Gratien died in 1885 and his widow made Meyer a full partner in the business. The firm remained in family ownership throughout the late-19th and the 20th centuries. The last Gratien was killed in the Battle of Verdun during the First World War, and control passed wholly to the Meyer family. Jean-Albert, who died in 1922, was succeeded by his son Albert-Edmond, whose son-in-law, Eric Seydoux, joined the company in 1936, and took over in 1965 after the death of Albert-Edmond. At the start of the 21st century the French inheritance laws, requiring equal division between heirs, threatened to break up the business, and the Seydoux family sold both the Loire and the champagne houses to Henkell Freixenet.

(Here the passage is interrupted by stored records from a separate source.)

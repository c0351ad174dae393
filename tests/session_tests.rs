// SPDX-License-Identifier: MIT
// Copyright 2026 Roland Dreier <roland@rolandd.dev>

//! Session token tests.
//!
//! These verify that tokens minted on login can be decoded by the auth
//! middleware, catching claim-shape incompatibilities early.

use jsonwebtoken::{decode, Algorithm, DecodingKey, Validation};
use nova_player::middleware::auth::{create_session_token, Claims};

const SIGNING_KEY: &[u8] = b"test_signing_key_32_bytes_long!!";

#[test]
fn test_session_token_roundtrip() {
    let token = create_session_token(42, "ada@example.com", SIGNING_KEY, 3600).unwrap();

    let key = DecodingKey::from_secret(SIGNING_KEY);
    let validation = Validation::new(Algorithm::HS256);

    let token_data = decode::<Claims>(&token, &key, &validation)
        .expect("Failed to decode session token - check Claims struct compatibility");

    assert_eq!(token_data.claims.sub, "42");
    assert_eq!(token_data.claims.email, "ada@example.com");
    assert!(token_data.claims.exp > token_data.claims.iat);
}

#[test]
fn test_session_token_user_id_parsing() {
    let token = create_session_token(9_876_543, "x@example.com", SIGNING_KEY, 3600).unwrap();

    let key = DecodingKey::from_secret(SIGNING_KEY);
    let validation = Validation::new(Algorithm::HS256);
    let token_data = decode::<Claims>(&token, &key, &validation).unwrap();

    let parsed_id: i64 = token_data
        .claims
        .sub
        .parse()
        .expect("sub claim should be parseable as i64");
    assert_eq!(parsed_id, 9_876_543);
}

#[test]
fn test_session_token_expires_in_one_hour() {
    use std::time::{SystemTime, UNIX_EPOCH};

    let token = create_session_token(1, "x@example.com", SIGNING_KEY, 3600).unwrap();

    let key = DecodingKey::from_secret(SIGNING_KEY);
    let mut validation = Validation::new(Algorithm::HS256);
    validation.validate_exp = false; // checked manually below

    let token_data = decode::<Claims>(&token, &key, &validation).unwrap();

    let now = SystemTime::now()
        .duration_since(UNIX_EPOCH)
        .unwrap()
        .as_secs() as usize;

    assert!(token_data.claims.exp >= now + 3590);
    assert!(token_data.claims.exp <= now + 3610);
}

#[test]
fn test_wrong_key_fails_validation() {
    let token = create_session_token(1, "x@example.com", SIGNING_KEY, 3600).unwrap();

    let key = DecodingKey::from_secret(b"a_completely_different_key______");
    let validation = Validation::new(Algorithm::HS256);

    assert!(decode::<Claims>(&token, &key, &validation).is_err());
}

Despite the change of ownership, the champagne house retained a high degree of independence. The wine writer Joanna Simon wrote in 2016:

The house's traditional methods have continued under four generations of the Jaeger family of cellarmasters: Jean (cellarmaster 1905–1951), Charles (1951–1966), Jean-Pierre (1966–2007) and Nicolas (2007– ). The company produces 300,000 bottles a year – 0.1% of the market.

==Wines==
Unlike some other champagne houses, (Note: For instance, Moët et Chandon owns 1,180 hectares (2,915 acres) of vineyards, Mumm owns 218 hectares (539 acres), and Bollinger owns 180 hectares (440 acres).) Alfred Gratien has never owned many vineyards. Until the late 20th century it owned none, and has subsequently acquired 1.5 hectares (3.7 acres) of vineyards. Most of its grapes are bought from growers in premier and grand cru vineyards who have a long-term relationship with the company. The grapes are picked and pressed near the vineyards, the juice (technically known as "must") is then transported to the rue Maurice Cerveaux where it is put in oak casks and fermented.

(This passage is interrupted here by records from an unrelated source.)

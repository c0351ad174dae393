// SPDX-License-Identifier: MIT
// Copyright 2026 Roland Dreier <roland@rolandd.dev>

//! HTTP route handlers.

pub mod auth;
pub mod spotify;

use crate::middleware::auth::require_auth;
use crate::AppState;
use axum::http::{header, Method};
use axum::{middleware, routing::get, Json, Router};
use serde::Serialize;
use std::sync::Arc;
use tower_http::cors::CorsLayer;
use tower_http::trace::{DefaultMakeSpan, DefaultOnResponse, TraceLayer};
use tracing::Level;

#[derive(Serialize)]
pub struct HealthResponse {
    pub status: String,
    pub build_id: String,
}

/// Health check response
async fn health_check() -> Json<HealthResponse> {
    let build_id = option_env!("BUILD_ID").unwrap_or("unknown").to_string();
    Json(HealthResponse {
        status: "ok".to_string(),
        build_id,
    })
}

/// Build the complete router with all routes.
pub fn create_router(state: Arc<AppState>) -> Router {
    // CORS layer - only the configured frontend origins may call the API
    let allowed_origins = state.config.allowed_origins.clone();
    let cors = CorsLayer::new()
        .allow_origin(tower_http::cors::AllowOrigin::predicate(
            move |origin: &axum::http::HeaderValue, _request_parts: &axum::http::request::Parts| {
                let origin_str = origin.to_str().unwrap_or("");
                allowed_origins.iter().any(|allowed| allowed == origin_str)
            },
        ))
        .allow_credentials(true)
        .allow_methods([
            Method::GET,
            Method::POST,
            Method::PUT,
            Method::DELETE,
            Method::OPTIONS,
        ])
        .allow_headers([header::CONTENT_TYPE, header::AUTHORIZATION, header::ACCEPT]);

    // Public routes (no auth required)
    let public_routes = Router::new()
        .route("/health", get(health_check))
        .merge(auth::routes());

    // Protected routes (session token required)
    let protected_routes = auth::protected_routes()
        .merge(spotify::routes())
        .route_layer(middleware::from_fn_with_state(state.clone(), require_auth));

    Router::new()
        .merge(public_routes)
        .merge(protected_routes)
        .layer(middleware::from_fn(
            crate::middleware::security::add_security_headers,
        ))
        .layer(cors)
        .layer(
            TraceLayer::new_for_http()
                .make_span_with(DefaultMakeSpan::new().level(Level::INFO))
                .on_response(DefaultOnResponse::new().level(Level::INFO)),
        )
        .with_state(state)
}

Only the cuvée – the first and purest pressing of juice – goes into the 1,000-plus 205-litre oak casks known as pieces that that once held white Burgundy and are up to fifty years old. Along with Krug, Alfred Gratien is now the only major champagne house to age all its must in barrels. There is no malolactic fermentation; the non-vintage wines are aged for three to four years and the vintage for six to seven years. The riddling (remuage) and disgorgement processes are still done by hand – something of a rarity in modern champagne making.

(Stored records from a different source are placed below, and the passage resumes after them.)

// SPDX-License-Identifier: MIT
// Copyright 2026 Roland Dreier <roland@rolandd.dev>

//! Shared test harness: in-memory app state and a scripted mock upstream
//! standing in for the Spotify API (both the Web API and the accounts
//! service token endpoint).

#![allow(dead_code)]

use std::collections::VecDeque;
use std::net::SocketAddr;
use std::sync::{Arc, Mutex};

use axum::body::Body;
use axum::extract::{Request, State};
use axum::http::{HeaderName, StatusCode};
use axum::response::{IntoResponse, Response};
use serde_json::{json, Value};

use nova_player::config::Config;
use nova_player::crypto::TokenCipher;
use nova_player::db::{MemoryUserStore, UserStore};
use nova_player::middleware::auth::create_session_token;
use nova_player::models::NewUser;
use nova_player::routes::create_router;
use nova_player::services::{
    AccountService, Mailer, ResponseCache, SpotifyGateway, SpotifyService, VideoClient,
};
use nova_player::AppState;

// ─── Mock upstream ───────────────────────────────────────────────────────

/// One canned response, served in FIFO order regardless of path.
#[derive(Debug, Clone)]
pub struct ScriptedResponse {
    pub status: u16,
    pub headers: Vec<(String, String)>,
    pub body: Value,
}

impl ScriptedResponse {
    pub fn ok(body: Value) -> Self {
        Self {
            status: 200,
            headers: Vec::new(),
            body,
        }
    }

    pub fn status(status: u16) -> Self {
        Self {
            status,
            headers: Vec::new(),
            body: json!({}),
        }
    }

    pub fn with_header(mut self, name: &str, value: &str) -> Self {
        self.headers.push((name.to_string(), value.to_string()));
        self
    }
}

#[derive(Debug, Clone)]
pub struct RecordedRequest {
    pub method: String,
    pub path: String,
    pub authorization: Option<String>,
    pub body: String,
}

#[derive(Default)]
pub struct MockState {
    script: Mutex<VecDeque<ScriptedResponse>>,
    requests: Mutex<Vec<RecordedRequest>>,
}

/// A local HTTP server that records every request and replays a scripted
/// response queue. An empty queue answers `200 {}`.
pub struct MockUpstream {
    pub addr: SocketAddr,
    state: Arc<MockState>,
}

impl MockUpstream {
    pub fn base_url(&self) -> String {
        format!("http://{}", self.addr)
    }

    pub fn push(&self, response: ScriptedResponse) {
        self.state.script.lock().unwrap().push_back(response);
    }

    pub fn requests(&self) -> Vec<RecordedRequest> {
        self.state.requests.lock().unwrap().clone()
    }

    pub fn hits(&self) -> usize {
        self.state.requests.lock().unwrap().len()
    }
}

async fn mock_handler(State(state): State<Arc<MockState>>, request: Request) -> Response {
    let method = request.method().to_string();
    let path = request.uri().path().to_string();
    let authorization = request
        .headers()
        .get("authorization")
        .and_then(|h| h.to_str().ok())
        .map(|s| s.to_string());
    let body_bytes = axum::body::to_bytes(request.into_body(), 1 << 20)
        .await
        .unwrap_or_default();

    state.requests.lock().unwrap().push(RecordedRequest {
        method,
        path,
        authorization,
        body: String::from_utf8_lossy(&body_bytes).to_string(),
    });

    let scripted = state
        .script
        .lock()
        .unwrap()
        .pop_front()
        .unwrap_or_else(|| ScriptedResponse::ok(json!({})));

    let status = StatusCode::from_u16(scripted.status).expect("valid status in script");
    // 204 must not carry a body.
    let mut response = if status == StatusCode::NO_CONTENT {
        status.into_response()
    } else {
        (status, axum::Json(scripted.body)).into_response()
    };
    for (name, value) in scripted.headers {
        response.headers_mut().insert(
            HeaderName::from_bytes(name.as_bytes()).expect("valid header name"),
            value.parse().expect("valid header value"),
        );
    }
    response
}

/// Bind an ephemeral port and serve the scripted handler.
pub async fn spawn_mock_upstream() -> MockUpstream {
    let state = Arc::new(MockState::default());
    let app = axum::Router::new()
        .fallback(mock_handler)
        .with_state(state.clone());

    let listener = tokio::net::TcpListener::bind("127.0.0.1:0")
        .await
        .expect("bind mock upstream");
    let addr = listener.local_addr().expect("mock upstream addr");

    tokio::spawn(async move {
        axum::serve(listener, app).await.expect("serve mock upstream");
    });

    MockUpstream { addr, state }
}

// ─── Test app ────────────────────────────────────────────────────────────

/// Test config pointing the gateway at the mock upstream (when given).
pub fn test_config(upstream: Option<&MockUpstream>) -> Config {
    let mut config = Config::test_default();
    if let Some(upstream) = upstream {
        config.spotify_api_url = upstream.base_url();
        config.spotify_accounts_url = upstream.base_url();
    }
    config
}

/// Build a full app (router + state) over an in-memory store.
pub fn create_test_app(config: Config) -> (axum::Router, Arc<AppState>) {
    let store: Arc<dyn UserStore> = Arc::new(MemoryUserStore::new());
    let cipher = TokenCipher::new(config.encryption_key);
    let mailer = Mailer::from_config(&config).expect("test mailer");

    let gateway = SpotifyGateway::new(&config, store.clone(), cipher.clone());
    let cache = ResponseCache::in_memory();
    let video = VideoClient::new(None);

    let accounts = AccountService::new(&config, store.clone(), mailer, cipher);
    let spotify = SpotifyService::new(gateway.clone(), cache, store.clone(), video);

    let state = Arc::new(AppState {
        config,
        store,
        accounts,
        gateway,
        spotify,
    });

    (create_router(state.clone()), state)
}

/// Seed a verified user whose Spotify tokens are on file.
pub async fn seed_connected_user(
    store: &Arc<dyn UserStore>,
    cipher: &TokenCipher,
    access_token: &str,
    refresh_token: &str,
) -> i64 {
    let user = store
        .create_user(NewUser {
            email: "listener@example.com".to_string(),
            name: "Listener".to_string(),
            password_hash: None,
            is_verified: true,
            verification_code: None,
            spotify_id: Some("spotify-listener".to_string()),
            spotify_access_token: Some(access_token.to_string()),
            spotify_refresh_token: Some(cipher.encrypt(refresh_token).expect("encrypt refresh")),
            image: None,
        })
        .await
        .expect("seed user");
    user.id
}

/// Seed a verified user with no Spotify connection.
pub async fn seed_unconnected_user(store: &Arc<dyn UserStore>) -> i64 {
    let user = store
        .create_user(NewUser {
            email: "offline@example.com".to_string(),
            name: "Offline".to_string(),
            password_hash: None,
            is_verified: true,
            verification_code: None,
            spotify_id: None,
            spotify_access_token: None,
            spotify_refresh_token: None,
            image: None,
        })
        .await
        .expect("seed user");
    user.id
}

/// Mint a session token the way login does.
pub fn session_token(config: &Config, user_id: i64, email: &str) -> String {
    create_session_token(user_id, email, &config.jwt_secret, config.session_ttl_secs)
        .expect("session token")
}

/// Read a JSON response body.
pub async fn body_json(response: Response<Body>) -> Value {
    let bytes = axum::body::to_bytes(response.into_body(), 1 << 20)
        .await
        .expect("read body");
    serde_json::from_slice(&bytes).expect("JSON body")
}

All three of the major champagne grape varieties – pinot noir, pinot meunier and chardonnay – are used, in varying proportions, for the different champagnes in the Alfred Gratien range. The basic Brut Classique NV is approximately 50% Chardonnay, 25% Pinot Noir and 25% Pinot Meunier, with a substantial top-up of réserve perpétuelle – older wine kept for this purpose.

In 1988 the Master of Wine Serena Sutcliffe wrote, "At Alfred Gratien they say their champagnes are often described as 'old English style'." The company has a long-standing British connection: it has supplied The Wine Society with its house champagne for well over a hundred years. Another British wine writer, Joanna Simon, wrote in 2016, "every wine writer I can think of loves Alfred Gratien Champagne".

==Notes, references and sources==
===Sources===
- Stelzer, Tyson (2015). "The Champagne Guide: The Definitive Guide to the Champagne Region"
- Sutcliffe, Serena (1988). "Champagne"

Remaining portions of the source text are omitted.